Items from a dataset
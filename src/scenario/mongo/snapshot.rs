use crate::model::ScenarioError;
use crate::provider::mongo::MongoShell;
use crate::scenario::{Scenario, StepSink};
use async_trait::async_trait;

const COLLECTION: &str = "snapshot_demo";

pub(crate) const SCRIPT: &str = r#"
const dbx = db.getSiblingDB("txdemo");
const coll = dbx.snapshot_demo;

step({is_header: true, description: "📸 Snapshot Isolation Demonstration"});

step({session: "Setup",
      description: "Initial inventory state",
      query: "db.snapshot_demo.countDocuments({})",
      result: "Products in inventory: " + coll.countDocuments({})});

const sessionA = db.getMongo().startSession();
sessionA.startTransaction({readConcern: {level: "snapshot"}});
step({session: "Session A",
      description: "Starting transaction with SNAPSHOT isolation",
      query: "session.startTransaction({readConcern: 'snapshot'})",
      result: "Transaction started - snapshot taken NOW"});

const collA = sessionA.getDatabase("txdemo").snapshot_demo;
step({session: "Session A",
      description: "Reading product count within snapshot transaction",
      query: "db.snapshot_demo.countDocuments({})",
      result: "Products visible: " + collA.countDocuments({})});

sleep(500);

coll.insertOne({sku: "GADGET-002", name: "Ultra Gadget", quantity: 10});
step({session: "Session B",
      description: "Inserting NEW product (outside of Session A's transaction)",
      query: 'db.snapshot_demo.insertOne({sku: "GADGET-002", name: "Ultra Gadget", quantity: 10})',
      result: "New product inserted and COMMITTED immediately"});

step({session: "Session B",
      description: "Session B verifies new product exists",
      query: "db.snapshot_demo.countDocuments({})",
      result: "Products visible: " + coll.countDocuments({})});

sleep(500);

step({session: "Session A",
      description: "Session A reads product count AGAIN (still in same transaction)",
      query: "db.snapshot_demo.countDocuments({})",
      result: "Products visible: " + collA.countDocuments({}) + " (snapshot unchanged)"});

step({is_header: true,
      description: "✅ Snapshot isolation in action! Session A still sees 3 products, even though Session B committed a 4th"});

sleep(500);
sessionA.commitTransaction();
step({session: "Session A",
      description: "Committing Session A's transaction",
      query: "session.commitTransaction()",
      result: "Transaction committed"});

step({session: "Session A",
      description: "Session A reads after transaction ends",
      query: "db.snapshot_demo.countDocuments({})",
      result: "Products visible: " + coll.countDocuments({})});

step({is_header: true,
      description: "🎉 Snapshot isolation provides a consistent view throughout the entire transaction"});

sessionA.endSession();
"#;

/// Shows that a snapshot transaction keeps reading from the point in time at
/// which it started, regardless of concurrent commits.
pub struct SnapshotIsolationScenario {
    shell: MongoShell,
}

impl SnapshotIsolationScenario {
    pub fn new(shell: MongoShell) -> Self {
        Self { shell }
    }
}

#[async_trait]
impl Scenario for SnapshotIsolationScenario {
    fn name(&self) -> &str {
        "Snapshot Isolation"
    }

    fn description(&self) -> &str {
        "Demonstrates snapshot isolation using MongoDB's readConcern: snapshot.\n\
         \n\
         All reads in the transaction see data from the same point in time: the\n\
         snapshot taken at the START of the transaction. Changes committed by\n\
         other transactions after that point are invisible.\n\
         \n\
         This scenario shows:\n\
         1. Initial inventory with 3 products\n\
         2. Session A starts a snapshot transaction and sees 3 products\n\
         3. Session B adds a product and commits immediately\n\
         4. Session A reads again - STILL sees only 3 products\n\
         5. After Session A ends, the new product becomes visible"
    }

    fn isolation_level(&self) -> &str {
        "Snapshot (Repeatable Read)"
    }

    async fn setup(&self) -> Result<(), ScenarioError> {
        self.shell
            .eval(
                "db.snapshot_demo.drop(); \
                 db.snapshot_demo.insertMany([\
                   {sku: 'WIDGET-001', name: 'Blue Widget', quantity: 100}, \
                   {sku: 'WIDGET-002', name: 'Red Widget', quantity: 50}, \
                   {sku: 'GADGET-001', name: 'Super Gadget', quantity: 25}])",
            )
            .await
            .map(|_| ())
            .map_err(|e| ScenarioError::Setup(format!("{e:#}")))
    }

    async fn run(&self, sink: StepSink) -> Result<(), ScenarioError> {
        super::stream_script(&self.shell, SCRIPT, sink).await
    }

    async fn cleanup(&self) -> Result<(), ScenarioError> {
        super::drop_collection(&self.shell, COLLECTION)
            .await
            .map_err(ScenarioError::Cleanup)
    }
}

◆ **TASK DESCRIPTION**
The answer must be every line from the records above that contains "collA".

◆ **SOLVED EXERCISE**
const collA = sessionA.getDatabase("txdemo").snapshot_demo;
      result: "Products visible: " + collA.countDocuments({})});
      result: "Products visible: " + collA.countDocuments({}) + " (snapshot unchanged)"});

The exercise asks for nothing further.